Data excerpts
※ ※ ※

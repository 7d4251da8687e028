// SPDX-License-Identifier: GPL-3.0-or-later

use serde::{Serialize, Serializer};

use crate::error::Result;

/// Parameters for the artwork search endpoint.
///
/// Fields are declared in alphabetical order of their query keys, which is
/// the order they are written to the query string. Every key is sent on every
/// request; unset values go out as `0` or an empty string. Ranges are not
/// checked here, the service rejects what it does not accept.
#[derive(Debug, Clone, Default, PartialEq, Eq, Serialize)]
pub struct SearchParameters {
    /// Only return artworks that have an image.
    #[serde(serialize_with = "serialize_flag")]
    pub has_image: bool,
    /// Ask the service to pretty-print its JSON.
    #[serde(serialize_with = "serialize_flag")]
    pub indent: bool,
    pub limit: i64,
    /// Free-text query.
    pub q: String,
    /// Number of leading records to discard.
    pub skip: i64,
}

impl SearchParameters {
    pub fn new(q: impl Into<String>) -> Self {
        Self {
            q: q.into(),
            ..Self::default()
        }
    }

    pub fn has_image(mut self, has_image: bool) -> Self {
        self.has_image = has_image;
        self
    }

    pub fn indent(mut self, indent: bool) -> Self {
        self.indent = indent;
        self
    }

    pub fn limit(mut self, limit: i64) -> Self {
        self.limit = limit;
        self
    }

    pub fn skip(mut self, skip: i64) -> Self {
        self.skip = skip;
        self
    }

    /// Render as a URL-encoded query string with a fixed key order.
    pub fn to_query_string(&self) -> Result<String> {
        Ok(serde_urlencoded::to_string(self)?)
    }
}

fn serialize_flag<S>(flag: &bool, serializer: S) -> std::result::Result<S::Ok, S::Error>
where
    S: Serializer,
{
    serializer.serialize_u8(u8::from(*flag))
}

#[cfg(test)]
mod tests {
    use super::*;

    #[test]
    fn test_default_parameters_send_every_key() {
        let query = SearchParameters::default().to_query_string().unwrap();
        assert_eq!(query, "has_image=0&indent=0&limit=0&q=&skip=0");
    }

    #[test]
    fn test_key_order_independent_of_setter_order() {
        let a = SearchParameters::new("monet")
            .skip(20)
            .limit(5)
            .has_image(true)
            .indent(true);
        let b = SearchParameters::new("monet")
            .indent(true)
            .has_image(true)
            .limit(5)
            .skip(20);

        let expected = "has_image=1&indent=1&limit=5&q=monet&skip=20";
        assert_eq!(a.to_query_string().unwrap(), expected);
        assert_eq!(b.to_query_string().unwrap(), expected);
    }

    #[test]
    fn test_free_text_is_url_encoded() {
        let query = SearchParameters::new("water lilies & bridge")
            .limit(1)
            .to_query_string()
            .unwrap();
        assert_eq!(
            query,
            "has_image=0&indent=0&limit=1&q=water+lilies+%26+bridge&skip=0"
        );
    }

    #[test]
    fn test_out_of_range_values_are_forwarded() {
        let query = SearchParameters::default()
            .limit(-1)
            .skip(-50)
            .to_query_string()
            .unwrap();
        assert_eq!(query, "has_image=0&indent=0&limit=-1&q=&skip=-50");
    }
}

※ ※ ※

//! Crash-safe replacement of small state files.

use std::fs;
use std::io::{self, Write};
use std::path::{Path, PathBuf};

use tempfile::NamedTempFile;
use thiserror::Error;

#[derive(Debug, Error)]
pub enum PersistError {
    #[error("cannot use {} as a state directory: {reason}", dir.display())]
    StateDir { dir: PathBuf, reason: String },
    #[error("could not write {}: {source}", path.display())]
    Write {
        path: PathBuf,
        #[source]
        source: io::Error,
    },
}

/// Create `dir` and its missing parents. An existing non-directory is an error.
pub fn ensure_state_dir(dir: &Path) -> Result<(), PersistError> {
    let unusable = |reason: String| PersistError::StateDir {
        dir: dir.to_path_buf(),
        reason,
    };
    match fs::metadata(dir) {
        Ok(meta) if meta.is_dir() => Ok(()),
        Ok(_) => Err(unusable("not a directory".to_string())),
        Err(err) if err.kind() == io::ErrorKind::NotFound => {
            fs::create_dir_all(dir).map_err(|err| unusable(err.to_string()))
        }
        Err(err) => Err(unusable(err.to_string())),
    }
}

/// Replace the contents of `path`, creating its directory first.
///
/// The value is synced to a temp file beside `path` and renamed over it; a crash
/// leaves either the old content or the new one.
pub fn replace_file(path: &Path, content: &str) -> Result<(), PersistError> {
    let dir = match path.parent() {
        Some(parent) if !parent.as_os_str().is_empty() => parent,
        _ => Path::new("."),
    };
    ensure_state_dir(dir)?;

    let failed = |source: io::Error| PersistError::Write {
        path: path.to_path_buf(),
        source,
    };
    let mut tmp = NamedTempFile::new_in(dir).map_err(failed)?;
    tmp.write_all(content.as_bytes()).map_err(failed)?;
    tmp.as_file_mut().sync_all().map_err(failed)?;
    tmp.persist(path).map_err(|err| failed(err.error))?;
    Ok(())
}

※ ※ ※

Your instructions
Please work out how many lines of the listing contain the string "match", and answer with the number only.

Answer box
2